Reporter: Brandon, what about the idea of Nyheim and James and kinda (their) similar skill set. You’ve had Zack (Moss) in the past, or Devin (Singletary) (who’ve filled the role) like a power back. Is that something that you feel you need to add to the running back room to have that versatile skill set?
Beane: We’ll definitely add more depth. I mean, you’re (looking at) right now just a couple backs on the roster so we’ll continue to add there and look for different skill sets that you’re alluding to — I hear what you’re getting at. Yeah, we’ll monitor that, and (I’m) totally aware that we’ve got a couple guys that are around 200 (pounds), so yeah, we’ll probably add somebody that’s a little heavier than that at some point between now and training camp.
(Now-former Dallas Cowboys running back Ezekiel Elliott has entered the chat.) Elliott, a once nearly unstoppable force out of the backfield fell out of favor rather quickly in Dallas. Part of it was due to injury and part of it was due to the ascendance of backfield mate Tony Pollard. Now, Elliott finds himself as a free agent with no plan — and a suddenly massive cut in pay.
Could the Bills and Elliott help one another? Zeke Elliott, at 6’ and 225 pounds, fits the profile well as the type of back Beane hopes to add at some point prior to training camp. Elliott without a doubt could help Buffalo’s offense, minimally as a short-yardage and red zone/goal line back. His production has dropped precipitously in recent seasons, but he’s still just 27 years old and his talent makes him a threat on any snap.

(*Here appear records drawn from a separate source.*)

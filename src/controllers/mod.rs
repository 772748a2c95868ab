pub mod bookings;
pub mod maintenance;
pub mod trips;

use axum::Router;
use std::sync::Arc;

use crate::error::EngineError;
use crate::models::SeatId;

pub fn routes() -> Router<Arc<crate::AppState>> {
    Router::new()
        .merge(trips::routes())
        .merge(bookings::routes())
        .merge(maintenance::routes())
}

/// Handler result; errors render through `EngineError`'s `IntoResponse`.
pub type ApiResult<T> = Result<T, EngineError>;

pub(crate) fn parse_seat_id(raw: &str) -> ApiResult<SeatId> {
    raw.parse()
        .map_err(|e: crate::models::ParseSeatIdError| EngineError::InvalidRequest(e.to_string()))
}
use axum::{routing::get, Router};
use mimalloc::MiMalloc;
use std::net::SocketAddr;
use std::time::Duration;
use tower_http::cors::CorsLayer;
use tower_http::trace::TraceLayer;
use tracing::info;
use tracing_subscriber::{layer::SubscriberExt, util::SubscriberInitExt};

use seat_ledger::{
    config::{Config, LogFormat},
    controllers, AppState,
};

#[global_allocator]
static GLOBAL: MiMalloc = MiMalloc;

fn init_tracing(config: &Config) {
    let filter = tracing_subscriber::EnvFilter::new(&config.app.rust_log);
    let registry = tracing_subscriber::registry().with(filter);
    match config.app.log_format {
        LogFormat::Json => registry.with(tracing_subscriber::fmt::layer().json()).init(),
        LogFormat::Pretty => registry.with(tracing_subscriber::fmt::layer()).init(),
    }
}

#[tokio::main]
async fn main() -> anyhow::Result<()> {
    dotenvy::dotenv().ok();
    let config = Config::from_env()?;
    init_tracing(&config);

    info!(
        environment = %config.app.environment,
        backend = ?config.storage.backend,
        "Starting seat ledger"
    );

    let state = AppState::new(config.clone())
        .await
        .map_err(|e| anyhow::anyhow!("failed to initialise storage: {e}"))?;

    // --- Background reconciliation ---
    if config.reconciliation.interval_secs > 0 {
        let interval = Duration::from_secs(config.reconciliation.interval_secs);
        state
            .engine
            .spawn_reconciliation_loop(interval, config.reconciliation.run_on_start);
        info!(every_secs = config.reconciliation.interval_secs, "Reconciliation loop started");
    }

    // --- Web server ---
    let app = Router::new()
        .route("/", get(|| async { "Seat Ledger API" }))
        .route("/health", get(|| async { "OK" }))
        .nest("/api", controllers::routes())
        .with_state(state)
        .layer(CorsLayer::permissive())
        .layer(TraceLayer::new_for_http());

    let addr: SocketAddr = format!("{}:{}", config.app.host, config.app.port).parse()?;
    info!("Server listening on {}", addr);

    let listener = tokio::net::TcpListener::bind(addr).await?;
    axum::serve(listener, app.into_make_service()).await?;
    Ok(())
}
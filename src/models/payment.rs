use chrono::{DateTime, Utc};
use serde::{Deserialize, Serialize};
use std::fmt;
use std::str::FromStr;

use super::{BookingId, Money, PaymentId};

#[derive(Debug, Clone, Copy, PartialEq, Eq, Hash, Serialize, Deserialize)]
#[serde(rename_all = "lowercase")]
pub enum PaymentType {
    Payment,
    Refund,
}

/// How the delta was computed: whole-booking totals or a single seat action.
#[derive(Debug, Clone, Copy, PartialEq, Eq, Hash, Serialize, Deserialize)]
#[serde(rename_all = "lowercase")]
pub enum TransactionType {
    Snapshot,
    Incremental,
}

impl PaymentType {
    pub const fn as_str(&self) -> &'static str {
        match self {
            PaymentType::Payment => "payment",
            PaymentType::Refund => "refund",
        }
    }
}

impl TransactionType {
    pub const fn as_str(&self) -> &'static str {
        match self {
            TransactionType::Snapshot => "snapshot",
            TransactionType::Incremental => "incremental",
        }
    }
}

#[derive(Debug, Clone, PartialEq, Eq, thiserror::Error)]
#[error("unknown ledger tag `{0}`")]
pub struct UnknownLedgerTag(pub String);

impl FromStr for PaymentType {
    type Err = UnknownLedgerTag;

    fn from_str(s: &str) -> Result<Self, Self::Err> {
        match s {
            "payment" => Ok(PaymentType::Payment),
            "refund" => Ok(PaymentType::Refund),
            other => Err(UnknownLedgerTag(other.to_string())),
        }
    }
}

impl FromStr for TransactionType {
    type Err = UnknownLedgerTag;

    fn from_str(s: &str) -> Result<Self, Self::Err> {
        match s {
            "snapshot" => Ok(TransactionType::Snapshot),
            "incremental" => Ok(TransactionType::Incremental),
            other => Err(UnknownLedgerTag(other.to_string())),
        }
    }
}

impl fmt::Display for PaymentType {
    fn fmt(&self, f: &mut fmt::Formatter<'_>) -> fmt::Result {
        f.write_str(self.as_str())
    }
}

impl fmt::Display for TransactionType {
    fn fmt(&self, f: &mut fmt::Formatter<'_>) -> fmt::Result {
        f.write_str(self.as_str())
    }
}

/// Signed monetary delta in the append-only payment ledger.
///
/// Negative amounts are refunds. History is never edited; a wrong entry is
/// corrected by appending an offsetting one.
#[derive(Debug, Clone, PartialEq, Serialize, Deserialize)]
pub struct Payment {
    pub id: PaymentId,
    pub booking_id: BookingId,
    pub cash_amount: Money,
    pub transfer_amount: Money,
    pub payment_type: PaymentType,
    pub transaction_type: TransactionType,
    #[serde(default)]
    pub note: Option<String>,
    pub created_at: DateTime<Utc>,
}

impl Payment {
    pub fn new(
        booking_id: BookingId,
        cash_amount: Money,
        transfer_amount: Money,
        transaction_type: TransactionType,
    ) -> Self {
        let payment_type = if cash_amount + transfer_amount < 0.0 {
            PaymentType::Refund
        } else {
            PaymentType::Payment
        };
        Self {
            id: PaymentId::new(),
            booking_id,
            cash_amount,
            transfer_amount,
            payment_type,
            transaction_type,
            note: None,
            created_at: Utc::now(),
        }
    }

    pub fn with_note(mut self, note: impl Into<String>) -> Self {
        self.note = Some(note.into());
        self
    }

    pub fn total_amount(&self) -> Money {
        self.cash_amount + self.transfer_amount
    }
}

But could Buffalo help Elliott? As with all thing Buffalo Bills this offseason, could they financially afford to sign Elliott with having only between $9 million and $10 million in available cap space with a host of incoming draft picks, undrafted free agents, practice squad players, and in-season injury replacements in need of those funds?

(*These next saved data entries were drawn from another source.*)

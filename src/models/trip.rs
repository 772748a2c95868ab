use chrono::{DateTime, NaiveDate, Utc};
use serde::{Deserialize, Serialize};
use std::collections::HashSet;
use thiserror::Error;

use super::{Seat, SeatId, TripId};

/// A scheduled run of a bus together with its seat map.
///
/// Seats are created once from a [`BusLayout`] and afterwards only mutated in
/// place: status changes through booking operations, label changes through
/// renames. `version` backs optimistic concurrency in the store.
#[derive(Debug, Clone, PartialEq, Serialize, Deserialize)]
pub struct Trip {
    pub id: TripId,
    pub route: String,
    pub departure_date: NaiveDate,
    pub license_plate: String,
    pub seats: Vec<Seat>,
    pub version: i64,
    pub created_at: DateTime<Utc>,
    pub updated_at: DateTime<Utc>,
}

impl Trip {
    pub fn new(
        route: impl Into<String>,
        departure_date: NaiveDate,
        license_plate: impl Into<String>,
        seats: Vec<Seat>,
    ) -> Self {
        let now = Utc::now();
        Self {
            id: TripId::new(),
            route: route.into(),
            departure_date,
            license_plate: license_plate.into(),
            seats,
            version: 0,
            created_at: now,
            updated_at: now,
        }
    }

    pub fn seat(&self, seat_id: &SeatId) -> Option<&Seat> {
        self.seats.iter().find(|s| &s.id == seat_id)
    }

    pub fn seat_mut(&mut self, seat_id: &SeatId) -> Option<&mut Seat> {
        self.seats.iter_mut().find(|s| &s.id == seat_id)
    }

    pub fn has_seat(&self, seat_id: &SeatId) -> bool {
        self.seat(seat_id).is_some()
    }
}

/// Grid position left empty (stairs, toilet, driver cabin).
#[derive(Debug, Clone, Copy, PartialEq, Eq, Serialize, Deserialize)]
pub struct GridGap {
    pub row: u16,
    pub col: u16,
}

/// Seat plan of a single deck.
#[derive(Debug, Clone, PartialEq, Eq, Serialize, Deserialize)]
pub struct FloorPlan {
    #[serde(default)]
    pub rows: u16,
    #[serde(default)]
    pub cols: u16,
    #[serde(default)]
    pub gaps: Vec<GridGap>,
    /// Number of positions on each bench, in bench order.
    #[serde(default)]
    pub benches: Vec<u16>,
    #[serde(default)]
    pub floor_slots: u16,
}

/// Floor numbers are a single byte inside seat ids.
pub const MAX_FLOORS: usize = u8::MAX as usize;
pub const MAX_SEATS_PER_TRIP: usize = 1_000;

#[derive(Debug, Clone, PartialEq, Eq, Error)]
pub enum LayoutError {
    #[error("layout produces no seats")]
    Empty,
    #[error("layout has {0} floors, at most {MAX_FLOORS} allowed")]
    TooManyFloors(usize),
    #[error("layout produces more than {MAX_SEATS_PER_TRIP} seats")]
    TooManySeats,
    #[error("layout produces seat {0} twice")]
    DuplicateSeat(SeatId),
}

impl FloorPlan {
    /// Seats this deck expands to, or `None` past `limit`.
    fn seat_count(&self, limit: usize) -> Option<usize> {
        let gaps: HashSet<(u16, u16)> = self
            .gaps
            .iter()
            .filter(|g| (1..=self.rows).contains(&g.row) && (1..=self.cols).contains(&g.col))
            .map(|g| (g.row, g.col))
            .collect();
        let grid = usize::from(self.rows) * usize::from(self.cols) - gaps.len();
        let total = self
            .benches
            .iter()
            .fold(grid, |acc, size| acc.saturating_add(usize::from(*size)))
            .saturating_add(usize::from(self.floor_slots));
        (total <= limit).then_some(total)
    }
}

/// Bus layout template a trip's seat map is stamped from.
#[derive(Debug, Clone, PartialEq, Eq, Serialize, Deserialize)]
pub struct BusLayout {
    pub floors: Vec<FloorPlan>,
}

impl BusLayout {
    /// Expands the template into seats, all `available`.
    ///
    /// Labels run per deck: `A01, A02, ...` on the first floor, `B01, ...` on the
    /// second. Ids come from the physical position, so two trips stamped from the
    /// same template share seat ids.
    ///
    /// The template is sized before anything is allocated and rejected when it
    /// exceeds [`MAX_FLOORS`] or [`MAX_SEATS_PER_TRIP`].
    pub fn build_seats(&self) -> Result<Vec<Seat>, LayoutError> {
        if self.floors.len() > MAX_FLOORS {
            return Err(LayoutError::TooManyFloors(self.floors.len()));
        }
        let mut expected = 0usize;
        for plan in &self.floors {
            expected += plan
                .seat_count(MAX_SEATS_PER_TRIP - expected)
                .ok_or(LayoutError::TooManySeats)?;
        }
        if expected == 0 {
            return Err(LayoutError::Empty);
        }

        let mut seats = Vec::with_capacity(expected);
        for (idx, plan) in self.floors.iter().enumerate() {
            let floor = u8::try_from(idx + 1).map_err(|_| LayoutError::TooManyFloors(self.floors.len()))?;
            let prefix = char::from(b'A' + (floor - 1).min(25));
            let mut counter = 0u32;
            let mut label = || {
                counter += 1;
                format!("{prefix}{counter:02}")
            };

            for row in 1..=plan.rows {
                for col in 1..=plan.cols {
                    if plan.gaps.iter().any(|g| g.row == row && g.col == col) {
                        continue;
                    }
                    seats.push(Seat::new(SeatId::grid(floor, row, col), label()));
                }
            }

            for (bench_idx, size) in plan.benches.iter().enumerate() {
                let bench = u16::try_from(bench_idx + 1).unwrap_or(u16::MAX);
                for index in 1..=*size {
                    seats.push(Seat::new(SeatId::bench(floor, bench, index), label()));
                }
            }

            for index in 1..=plan.floor_slots {
                seats.push(Seat::new(SeatId::floor_slot(floor, 1, index), label()));
            }
        }

        let mut seen = HashSet::with_capacity(seats.len());
        if let Some(dup) = seats.iter().find(|s| !seen.insert(s.id)) {
            return Err(LayoutError::DuplicateSeat(dup.id));
        }
        Ok(seats)
    }
}

#[cfg(test)]
mod tests {
    use super::*;
    use crate::models::SeatStatus;

    #[test]
    fn layout_skips_gaps_and_labels_per_floor() {
        let layout = BusLayout {
            floors: vec![
                FloorPlan {
                    rows: 2,
                    cols: 2,
                    gaps: vec![GridGap { row: 1, col: 2 }],
                    benches: vec![3],
                    floor_slots: 0,
                },
                FloorPlan {
                    rows: 1,
                    cols: 1,
                    gaps: vec![],
                    benches: vec![],
                    floor_slots: 2,
                },
            ],
        };

        let seats = layout.build_seats().unwrap();
        let ids: Vec<String> = seats.iter().map(|s| s.id.to_string()).collect();
        assert_eq!(
            ids,
            vec!["F1-R1-C1", "F1-R2-C1", "F1-R2-C2", "F1-B1-1", "F1-B1-2", "F1-B1-3", "F2-R1-C1", "F2-S1-1", "F2-S1-2"]
        );
        assert_eq!(seats[0].label, "A01");
        assert_eq!(seats[5].label, "A06");
        assert_eq!(seats[6].label, "B01");
        assert!(seats.iter().all(|s| s.status == SeatStatus::Available));
    }

    fn single_seat_floor() -> FloorPlan {
        FloorPlan {
            rows: 1,
            cols: 1,
            gaps: vec![],
            benches: vec![],
            floor_slots: 0,
        }
    }

    #[test]
    fn floors_beyond_the_id_range_are_rejected() {
        let layout = BusLayout {
            floors: vec![single_seat_floor(); MAX_FLOORS + 2],
        };
        assert_eq!(layout.build_seats(), Err(LayoutError::TooManyFloors(MAX_FLOORS + 2)));

        let widest = BusLayout {
            floors: vec![single_seat_floor(); MAX_FLOORS],
        };
        let seats = widest.build_seats().unwrap();
        let distinct: HashSet<SeatId> = seats.iter().map(|s| s.id).collect();
        assert_eq!(distinct.len(), MAX_FLOORS);
    }

    #[test]
    fn oversized_grid_is_rejected_before_allocation() {
        let layout = BusLayout {
            floors: vec![FloorPlan {
                rows: u16::MAX,
                cols: u16::MAX,
                ..single_seat_floor()
            }],
        };
        assert_eq!(layout.build_seats(), Err(LayoutError::TooManySeats));
    }

    #[test]
    fn all_gaps_leaves_an_empty_layout() {
        let layout = BusLayout {
            floors: vec![FloorPlan {
                gaps: vec![GridGap { row: 1, col: 1 }, GridGap { row: 1, col: 1 }],
                ..single_seat_floor()
            }],
        };
        assert_eq!(layout.build_seats(), Err(LayoutError::Empty));
    }
}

While it might seem unlikely that the Bills could land someone of Elliott’s caliber this offseason, it’s not impossible. Looking beyond financial expectations (and they are significant), Elliott’s going to want to play for a contender — and he’s for sure will want a shot to prove his value as a premiere running back.
Considering the idea at all seems wise and obvious for One Bills Drive.